Have read various threads and found Clive Motts very useful explanation and diagram. However still struggling.

To the right side under the Ducato bonnet is the fuse and relay box. Fuses all appear OK.

Under a cover at top middle of engine bay (remove two nuts to remove cover) there are further relays and fuses - 3 fuses 15amp + 2 x 20 amp and 2 relays.
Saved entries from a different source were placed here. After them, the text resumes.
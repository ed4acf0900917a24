// Copyright (c) 2026 ALAS Technology. MIT License.
// See LICENSE for details.

//! # MultiVault Devnet Node
//!
//! Entry point for the `multivault-node` binary. Parses CLI arguments,
//! loads the JSON config, assembles the simulated vault, and runs three
//! things side by side: the REST API, the metrics endpoint, and a keeper
//! loop that harvests the vault through the batch harvester while a block
//! ticker advances the simulated chain.
//!
//! - `run`:     start the node
//! - `init`:    create the data directory and a default config
//! - `status`:  query a running node's status endpoint
//! - `version`: print build version information

mod api;
mod cli;
mod config;
mod devnet;
mod logging;
mod metrics;

use anyhow::{Context, Result};
use clap::Parser;
use std::sync::Arc;
use std::time::Duration;
use tokio::signal;
use tokio::task::JoinHandle;

use multivault_protocol::storage::VaultStore;

use cli::{Commands, MultiVaultCli};
use config::NodeConfig;
use devnet::Devnet;
use logging::LogFormat;
use metrics::{NodeMetrics, SharedMetrics};

/// Sub-directory of the data directory holding the sled store.
const STORE_DIR: &str = "store";

#[tokio::main]
async fn main() -> Result<()> {
    let cli = MultiVaultCli::parse();

    match cli.command {
        Commands::Run(args) => run_node(args).await,
        Commands::Init(args) => init_node(args),
        Commands::Status(args) => query_status(args).await,
        Commands::Version => {
            print_version();
            Ok(())
        }
    }
}

/// Starts the node: API server, metrics endpoint, keeper loop and block ticker.
async fn run_node(args: cli::RunArgs) -> Result<()> {
    let mut config = NodeConfig::resolve(args.config.as_deref(), &args.data_dir)?;
    config.apply_overrides(&args);
    config.validate()?;

    logging::init_logging(&config.log_level, LogFormat::from_str_lossy(&config.log_format))?;

    tracing::info!(
        network = %config.network,
        rpc_port = config.rpc_port,
        metrics_port = config.metrics_port,
        keeper_interval_secs = config.keeper_interval_secs,
        data_dir = %args.data_dir.display(),
        "starting multivault-node"
    );

    // --- Persistent storage ---
    let store_path = args.data_dir.join(STORE_DIR);
    std::fs::create_dir_all(&store_path)
        .with_context(|| format!("failed to create store directory: {}", store_path.display()))?;
    let store = Arc::new(
        VaultStore::open(&store_path)
            .with_context(|| format!("failed to open vault store at {}", store_path.display()))?,
    );
    tracing::info!(path = %store_path.display(), "vault store opened");

    // --- Vault ---
    let devnet = Arc::new(Devnet::build(&config, store)?);

    // --- Metrics ---
    let node_metrics = Arc::new(NodeMetrics::new().context("failed to register metrics")?);
    node_metrics
        .block_height
        .set(i64::try_from(devnet.block_number()).unwrap_or(i64::MAX));

    // --- Application state ---
    let app_state = api::AppState {
        version: format!(
            "{} (protocol {})",
            env!("CARGO_PKG_VERSION"),
            multivault_protocol::config::PROTOCOL_VERSION,
        ),
        network: config.network.clone(),
        devnet: Arc::clone(&devnet),
        metrics: Arc::clone(&node_metrics),
    };

    // --- API server ---
    let api_router = api::create_router(app_state);
    let api_addr = format!("0.0.0.0:{}", config.rpc_port);
    let api_listener = tokio::net::TcpListener::bind(&api_addr)
        .await
        .with_context(|| format!("failed to bind API listener on {}", api_addr))?;
    tracing::info!("API server listening on {}", api_addr);

    // --- Metrics server ---
    let metrics_router = axum::Router::new()
        .route("/metrics", axum::routing::get(metrics::metrics_handler))
        .with_state(Arc::clone(&node_metrics));
    let metrics_addr = format!("0.0.0.0:{}", config.metrics_port);
    let metrics_listener = tokio::net::TcpListener::bind(&metrics_addr)
        .await
        .with_context(|| format!("failed to bind metrics listener on {}", metrics_addr))?;
    tracing::info!("Metrics server listening on {}", metrics_addr);

    // --- Background loops ---
    let ticker = spawn_block_ticker(
        Arc::clone(&devnet),
        Arc::clone(&node_metrics),
        Duration::from_millis(config.block_time_ms),
    );
    let keeper = spawn_keeper(
        Arc::clone(&devnet),
        Arc::clone(&node_metrics),
        Duration::from_secs(config.keeper_interval_secs),
    );

    // --- Serve ---
    tokio::select! {
        res = axum::serve(api_listener, api_router) => {
            if let Err(e) = res {
                tracing::error!("API server error: {}", e);
            }
        }
        res = axum::serve(metrics_listener, metrics_router) => {
            if let Err(e) = res {
                tracing::error!("Metrics server error: {}", e);
            }
        }
        _ = shutdown_signal() => {
            tracing::info!("shutdown signal received, draining connections");
        }
    }

    ticker.abort();
    keeper.abort();
    if let Err(e) = devnet.snapshot() {
        tracing::warn!(error = %e, "failed to persist final vault snapshot");
    }
    tracing::info!("multivault-node stopped");
    Ok(())
}

/// Advances the simulated chain one block per `period`.
fn spawn_block_ticker(devnet: Arc<Devnet>, metrics: SharedMetrics, period: Duration) -> JoinHandle<()> {
    tokio::spawn(async move {
        let mut interval = tokio::time::interval(period);
        // The first tick completes immediately.
        interval.tick().await;
        loop {
            interval.tick().await;
            match devnet.tick() {
                Ok(block) => {
                    metrics
                        .block_height
                        .set(i64::try_from(block).unwrap_or(i64::MAX));
                    tracing::trace!(block, "block produced");
                }
                Err(e) => tracing::warn!(error = %e, "block tick failed"),
            }
        }
    })
}

/// Runs one harvest batch per `period` from the dedicated server.
fn spawn_keeper(devnet: Arc<Devnet>, metrics: SharedMetrics, period: Duration) -> JoinHandle<()> {
    tokio::spawn(async move {
        let mut interval = tokio::time::interval(period);
        interval.tick().await;
        loop {
            interval.tick().await;
            match devnet.keeper_round() {
                Ok(report) => {
                    metrics.hard_works_total.inc_by(report.harvested.len() as u64);
                    metrics.record_compensation(report.compensated_total);
                    if let Ok((tvl, _)) = devnet.vault.tvl() {
                        metrics.set_tvl(tvl);
                    }
                    if let Err(e) = devnet.snapshot() {
                        tracing::warn!(error = %e, "failed to persist vault snapshot");
                    }
                }
                Err(e) => {
                    metrics.hard_work_failures_total.inc();
                    tracing::warn!(error = %e, "keeper round failed");
                }
            }
        }
    })
}

/// Creates the data directory and writes a default `config.json`.
fn init_node(args: cli::InitArgs) -> Result<()> {
    logging::init_logging("multivault_node=info", LogFormat::Pretty)?;

    let data_dir = &args.data_dir;
    tracing::info!(data_dir = %data_dir.display(), network = %args.network, "initializing node");

    std::fs::create_dir_all(data_dir.join(STORE_DIR))
        .with_context(|| format!("failed to create data directory: {}", data_dir.display()))?;

    let config_path = NodeConfig::default_path(data_dir);
    if config_path.exists() && !args.force {
        anyhow::bail!(
            "{} already exists; pass --force to overwrite",
            config_path.display()
        );
    }

    let config = NodeConfig {
        network: args.network.clone(),
        ..NodeConfig::default()
    };
    config.save(&config_path)?;

    println!("Node initialized successfully.");
    println!("  Data directory : {}", data_dir.display());
    println!("  Network        : {}", args.network);
    println!("  Config         : {}", config_path.display());
    println!("  Vault          : {}", config.vault.address);
    println!("  API port       : {}", config.rpc_port);

    Ok(())
}

/// Queries a running node's status endpoint and prints the body.
async fn query_status(args: cli::StatusArgs) -> Result<()> {
    let url = format!("{}/status", args.rpc_url.trim_end_matches('/'));
    let body = http_get(&url).await?;
    println!("{}", body);
    Ok(())
}

/// Plain HTTP/1.1 GET over a tokio TCP stream. Only `http://` URLs.
async fn http_get(url: &str) -> Result<String> {
    use tokio::io::{AsyncReadExt, AsyncWriteExt};

    let rest = url
        .strip_prefix("http://")
        .ok_or_else(|| anyhow::anyhow!("only http:// URLs are supported: {}", url))?;
    let (authority, path) = match rest.find('/') {
        Some(i) => (&rest[..i], &rest[i..]),
        None => (rest, "/"),
    };
    let addr = if authority.contains(':') {
        authority.to_string()
    } else {
        format!("{}:80", authority)
    };
    let host = authority.split(':').next().unwrap_or(authority);

    let mut stream = tokio::net::TcpStream::connect(&addr)
        .await
        .with_context(|| format!("failed to connect to {}", addr))?;
    let request = format!(
        "GET {} HTTP/1.1\r\nHost: {}\r\nConnection: close\r\n\r\n",
        path, host,
    );
    stream.write_all(request.as_bytes()).await?;
    stream.shutdown().await?;

    let mut buf = Vec::new();
    stream.read_to_end(&mut buf).await?;
    let response = String::from_utf8_lossy(&buf);

    let (head, body) = response
        .split_once("\r\n\r\n")
        .ok_or_else(|| anyhow::anyhow!("malformed HTTP response from {}", addr))?;
    if !head.starts_with("HTTP/1.1 200") {
        let status_line = head.lines().next().unwrap_or_default();
        anyhow::bail!("node answered {}", status_line);
    }
    Ok(body.to_string())
}

fn print_version() {
    println!("multivault-node {}", env!("CARGO_PKG_VERSION"));
    println!("protocol        {}", multivault_protocol::config::PROTOCOL_VERSION);
    println!("rustc           {}", option_env!("RUSTC_VERSION").unwrap_or("unknown"));
}

/// Waits for SIGINT (Ctrl+C) or SIGTERM, whichever comes first.
async fn shutdown_signal() {
    let ctrl_c = async {
        if let Err(e) = signal::ctrl_c().await {
            tracing::error!(error = %e, "failed to listen for Ctrl+C");
            std::future::pending::<()>().await;
        }
    };

    #[cfg(unix)]
    let terminate = async {
        match signal::unix::signal(signal::unix::SignalKind::terminate()) {
            Ok(mut stream) => {
                stream.recv().await;
            }
            Err(e) => {
                tracing::error!(error = %e, "failed to install SIGTERM handler");
                std::future::pending::<()>().await;
            }
        }
    };

    #[cfg(not(unix))]
    let terminate = std::future::pending::<()>();

    tokio::select! {
        _ = ctrl_c => {}
        _ = terminate => {}
    }
}
//! # Prometheus Metrics
//!
//! Operational metrics for the vault node, scraped at `/metrics` on the
//! metrics port. Everything lives in a dedicated [`prometheus::Registry`]
//! under the `multivault` namespace.

use axum::http::StatusCode;
use axum::response::IntoResponse;
use multivault_protocol::config::PRICE_PRECISION;
use multivault_protocol::Amount;
use prometheus::core::Collector;
use prometheus::{
    Encoder, Gauge, Histogram, HistogramOpts, IntCounter, IntGauge, Registry, TextEncoder,
};
use std::sync::Arc;

/// Metric handles for the node. Prometheus handles are `Arc`s inside, so
/// cloning is cheap.
#[derive(Clone)]
pub struct NodeMetrics {
    registry: Registry,
    /// Successful deposits.
    pub deposits_total: IntCounter,
    /// Successful withdrawals.
    pub withdrawals_total: IntCounter,
    /// Vault calls that reverted, any entry point.
    pub reverted_calls_total: IntCounter,
    /// Vaults harvested by the keeper or the API.
    pub hard_works_total: IntCounter,
    /// Harvest batches that aborted on a vault failure.
    pub hard_work_failures_total: IntCounter,
    /// Native currency reimbursed to the harvester.
    pub compensation_paid_total: IntCounter,
    /// Vault TVL in USD, from the price oracle.
    pub tvl_usd: Gauge,
    /// Simulated chain height.
    pub block_height: IntGauge,
    /// Wall-clock latency of vault calls made by API handlers.
    pub vault_call_latency_seconds: Histogram,
}

fn register<C: Collector + Clone + 'static>(
    registry: &Registry,
    metric: C,
) -> Result<C, prometheus::Error> {
    registry.register(Box::new(metric.clone()))?;
    Ok(metric)
}

impl NodeMetrics {
    /// Creates and registers all metrics. Call once at startup.
    pub fn new() -> Result<Self, prometheus::Error> {
        let registry = Registry::new_custom(Some("multivault".into()), None)?;

        let deposits_total = register(
            &registry,
            IntCounter::new("deposits_total", "Successful vault deposits")?,
        )?;
        let withdrawals_total = register(
            &registry,
            IntCounter::new("withdrawals_total", "Successful vault withdrawals")?,
        )?;
        let reverted_calls_total = register(
            &registry,
            IntCounter::new("reverted_calls_total", "Vault calls that reverted")?,
        )?;
        let hard_works_total = register(
            &registry,
            IntCounter::new("hard_works_total", "Vault harvests completed")?,
        )?;
        let hard_work_failures_total = register(
            &registry,
            IntCounter::new(
                "hard_work_failures_total",
                "Harvest batches aborted by a failing vault",
            )?,
        )?;
        let compensation_paid_total = register(
            &registry,
            IntCounter::new(
                "compensation_paid_total",
                "Native currency reimbursed to the harvester for gas",
            )?,
        )?;
        let tvl_usd = register(
            &registry,
            Gauge::new("tvl_usd", "Vault total value locked in USD")?,
        )?;
        let block_height = register(
            &registry,
            IntGauge::new("block_height", "Simulated chain height")?,
        )?;
        let vault_call_latency_seconds = register(
            &registry,
            Histogram::with_opts(
                HistogramOpts::new(
                    "vault_call_latency_seconds",
                    "Latency of vault calls made by API handlers",
                )
                .buckets(vec![0.0001, 0.0005, 0.001, 0.005, 0.01, 0.05, 0.1, 0.5]),
            )?,
        )?;

        Ok(Self {
            registry,
            deposits_total,
            withdrawals_total,
            reverted_calls_total,
            hard_works_total,
            hard_work_failures_total,
            compensation_paid_total,
            tvl_usd,
            block_height,
            vault_call_latency_seconds,
        })
    }

    /// Records a harvest's gas reimbursement. Saturates at `u64::MAX`.
    pub fn record_compensation(&self, amount: Amount) {
        self.compensation_paid_total
            .inc_by(u64::try_from(amount).unwrap_or(u64::MAX));
    }

    /// Sets the TVL gauge from an 18-decimal USD amount.
    pub fn set_tvl(&self, tvl: Amount) {
        let whole = (tvl / PRICE_PRECISION) as f64;
        let frac = (tvl % PRICE_PRECISION) as f64 / PRICE_PRECISION as f64;
        self.tvl_usd.set(whole + frac);
    }

    /// Encodes all registered metrics in the Prometheus text format.
    pub fn encode(&self) -> Result<String, prometheus::Error> {
        let encoder = TextEncoder::new();
        let metric_families = self.registry.gather();
        let mut buffer = Vec::new();
        encoder.encode(&metric_families, &mut buffer)?;
        String::from_utf8(buffer).map_err(|e| prometheus::Error::Msg(e.to_string()))
    }
}

pub type SharedMetrics = Arc<NodeMetrics>;

/// Renders `/metrics`. HTTP 500 if encoding fails.
pub async fn metrics_handler(
    axum::extract::State(metrics): axum::extract::State<SharedMetrics>,
) -> impl IntoResponse {
    match metrics.encode() {
        Ok(body) => (
            StatusCode::OK,
            [("content-type", "text/plain; version=0.0.4; charset=utf-8")],
            body,
        )
            .into_response(),
        Err(e) => {
            tracing::error!(error = %e, "failed to encode metrics");
            (StatusCode::INTERNAL_SERVER_ERROR, "metrics encoding failed").into_response()
        }
    }
}

#[cfg(test)]
mod tests {
    use super::*;

    #[test]
    fn encoded_output_is_namespaced() {
        let metrics = NodeMetrics::new().unwrap();
        metrics.deposits_total.inc();
        metrics.set_tvl(1_250 * PRICE_PRECISION + PRICE_PRECISION / 2);

        let body = metrics.encode().unwrap();
        assert!(body.contains("multivault_deposits_total 1"));
        assert!(body.contains("multivault_tvl_usd 1250.5"));
    }

    #[test]
    fn oversized_compensation_saturates() {
        let metrics = NodeMetrics::new().unwrap();
        metrics.record_compensation(u128::MAX);
        assert_eq!(metrics.compensation_paid_total.get(), u64::MAX);
    }
}
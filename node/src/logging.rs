//! # Structured Logging
//!
//! Initializes the `tracing` subscriber with a configurable format (JSON or
//! pretty-printed) and `RUST_LOG`-based filtering.
//!
//! Output goes to stderr so that stdout stays free for command output such
//! as `multivault-node status`.

use anyhow::{anyhow, Result};
use tracing_subscriber::{fmt, layer::SubscriberExt, util::SubscriberInitExt, EnvFilter};

/// Default filter for `run`. Vault engine events at info, HTTP traces at debug.
pub const DEFAULT_RUN_FILTER: &str =
    "multivault_node=info,multivault_contracts=info,multivault_protocol=info,tower_http=debug";

/// Log output format.
#[derive(Debug, Clone, Copy, PartialEq, Eq)]
pub enum LogFormat {
    /// Human-readable, colored output.
    Pretty,
    /// JSON lines for log aggregation.
    Json,
}

impl LogFormat {
    /// Accepts "json" or "pretty" (case-insensitive). Anything else is `Pretty`.
    pub fn from_str_lossy(s: &str) -> Self {
        match s.trim().to_lowercase().as_str() {
            "json" => LogFormat::Json,
            _ => LogFormat::Pretty,
        }
    }
}

/// Installs the global tracing subscriber.
///
/// `RUST_LOG` overrides `default_level` when set, using `EnvFilter`
/// directive syntax:
///
/// ```text
/// RUST_LOG=multivault_contracts=debug,tower_http=info
/// ```
///
/// # Errors
///
/// Fails if a global subscriber is already installed.
pub fn init_logging(default_level: &str, format: LogFormat) -> Result<()> {
    let env_filter =
        EnvFilter::try_from_default_env().unwrap_or_else(|_| EnvFilter::new(default_level));

    let installed = match format {
        LogFormat::Pretty => tracing_subscriber::registry()
            .with(env_filter)
            .with(
                fmt::layer()
                    .with_target(true)
                    .with_thread_ids(false)
                    .with_file(true)
                    .with_line_number(true),
            )
            .try_init(),
        LogFormat::Json => tracing_subscriber::registry()
            .with(env_filter)
            .with(fmt::layer().json().with_target(true))
            .try_init(),
    };
    installed.map_err(|e| anyhow!("failed to install tracing subscriber: {e}"))?;

    tracing::info!(format = ?format, "logging initialized");
    Ok(())
}
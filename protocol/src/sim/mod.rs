//! # Simulated Collaborators
//!
//! Reference implementations of every external interface the vault
//! consumes. Tests drive them directly; the devnet node wires them into a
//! live vault so the API has something real to talk to.
//!
//! ```text
//! env.rs     : block clock + gas meter (ExecutionEnv)
//! oracle.rs  : fixed price and APR tables (PriceOracle, AprOracle)
//! strategy.rs: constant-weight idle strategy (Strategy)
//! ```

pub mod env;
pub mod oracle;
pub mod strategy;

pub use env::SimEnv;
pub use oracle::{FixedAprOracle, FixedPriceOracle};
pub use strategy::SimStrategy;
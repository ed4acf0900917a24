//! Shared fixtures for the vault integration tests.

#![allow(dead_code)]

use std::sync::Arc;

use multivault_contracts::{Vault, VaultConfig};
use multivault_protocol::access::StaticAccessPolicy;
use multivault_protocol::bank::{AssetBank, MemoryBank};
use multivault_protocol::config::PRICE_PRECISION;
use multivault_protocol::sim::{FixedAprOracle, FixedPriceOracle, SimEnv, SimStrategy};
use multivault_protocol::{Address, AssetId, ExecutionEnv};

pub const ONE: u128 = PRICE_PRECISION;

/// USD price of each of the two test assets.
pub const ASSET_PRICE: u128 = 50 * ONE;

pub type TestVault = Vault<SimStrategy, MemoryBank>;

pub struct Harness {
    pub vault: Arc<TestVault>,
    pub policy: Arc<StaticAccessPolicy>,
    pub prices: Arc<FixedPriceOracle>,
    pub aprs: Arc<FixedAprOracle>,
    pub env: SimEnv,
    pub assets: Vec<AssetId>,
    pub lp: AssetId,
    pub pool: Address,
    pub governance: Address,
    pub keeper: Address,
}

pub fn addr(raw: &str) -> Address {
    Address::new(raw)
}

pub fn alice() -> Address {
    addr("0x00000000000000000000000000000000000000a1")
}

pub fn bob() -> Address {
    addr("0x00000000000000000000000000000000000000b0")
}

/// A two-asset vault at address `vault`, each asset worth one strategy unit
/// and $50. Alice and Bob hold 1000 of each asset and 100 of the LP token.
pub fn harness_at(vault: &str) -> Harness {
    let env = SimEnv::default();
    let assets = vec![addr("0x00000000000000000000000000000000000000aa"), addr("0x00000000000000000000000000000000000000bb")];
    let lp = addr("0x00000000000000000000000000000000000000c0");
    let pool = addr("0x00000000000000000000000000000000000000f0");
    let governance = addr("0x0000000000000000000000000000000000000060");
    let keeper = addr("0x0000000000000000000000000000000000000077");

    let strategy_id = Address::derive(b"test/strategy", &addr(vault));
    let strategy = SimStrategy::new(strategy_id, assets.clone(), vec![ONE, ONE])
        .with_underlying(lp.clone(), pool.clone())
        .with_last_hard_work(env.timestamp());

    let mut bank = MemoryBank::new();
    for account in [alice(), bob()] {
        for asset in &assets {
            bank.mint(asset, &account, 1_000 * ONE).unwrap();
        }
        bank.mint(&lp, &account, 100 * ONE).unwrap();
    }
    for asset in &assets {
        bank.mint(asset, &pool, 100_000 * ONE).unwrap();
    }

    let policy = Arc::new(StaticAccessPolicy::with_roles(governance.clone(), keeper.clone()));
    let prices = Arc::new(FixedPriceOracle::with_prices(
        assets.iter().cloned().map(|asset| (asset, ASSET_PRICE)),
    ));
    let aprs = Arc::new(FixedAprOracle::new());

    let vault = Vault::new(
        VaultConfig {
            address: addr(vault),
            name: "MultiVault AA-BB".into(),
            symbol: "mvAABB".into(),
        },
        strategy,
        bank,
        policy.clone(),
        prices.clone(),
    )
    .with_apr_oracle(aprs.clone());

    Harness {
        vault: Arc::new(vault),
        policy,
        prices,
        aprs,
        env,
        assets,
        lp,
        pool,
        governance,
        keeper,
    }
}

pub fn harness() -> Harness {
    harness_at("0x00000000000000000000000000000000000007a0")
}

impl Harness {
    /// Deposits `amount` of each asset for `account`. Returns shares minted.
    pub fn deposit(&self, account: &Address, amount: u128) -> u128 {
        self.vault
            .deposit_assets(account, &self.assets, &[amount, amount], 0, None, &self.env)
            .unwrap()
            .shares_minted
    }

    pub fn asset_balance(&self, asset: &AssetId, account: &Address) -> u128 {
        self.vault
            .with_bank(|bank| bank.balance(asset, account))
            .unwrap()
    }

    pub fn native_balance(&self, account: &Address) -> u128 {
        self.vault
            .with_bank(|bank| bank.native_balance(account))
            .unwrap()
    }

    pub fn strategy_id(&self) -> Address {
        self.vault
            .with_strategy_mut(|s| multivault_protocol::strategy::Strategy::id(s).clone())
            .unwrap()
    }

    /// Moves past the withdraw cool-down.
    pub fn cool_down(&self) {
        self.env
            .advance_blocks(multivault_protocol::config::WITHDRAW_DELAY_BLOCKS);
    }
}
This, was where one thread said the fridge relay was situated on a similar Bessacar.

Found one blown 20 amp fuse changed it and all others - not solved problem.

When looking at the two adjacent relays trying to follow Clive's notes he refers to terminal 87a - neither relay has one just an 86 and 87. So have I not yet found the fridge relay? is it perhaps somewhere else?

If so any idea where as despite looking in obvious places can't see another relay that looks right.


I proposed to replace both relays on a trial and error basis but the writing on the relays has almost worn off so I can't tell what size/type they are. Halfords seem to sell a few that look similar but there are differences between the ones on sale, What should I be buying?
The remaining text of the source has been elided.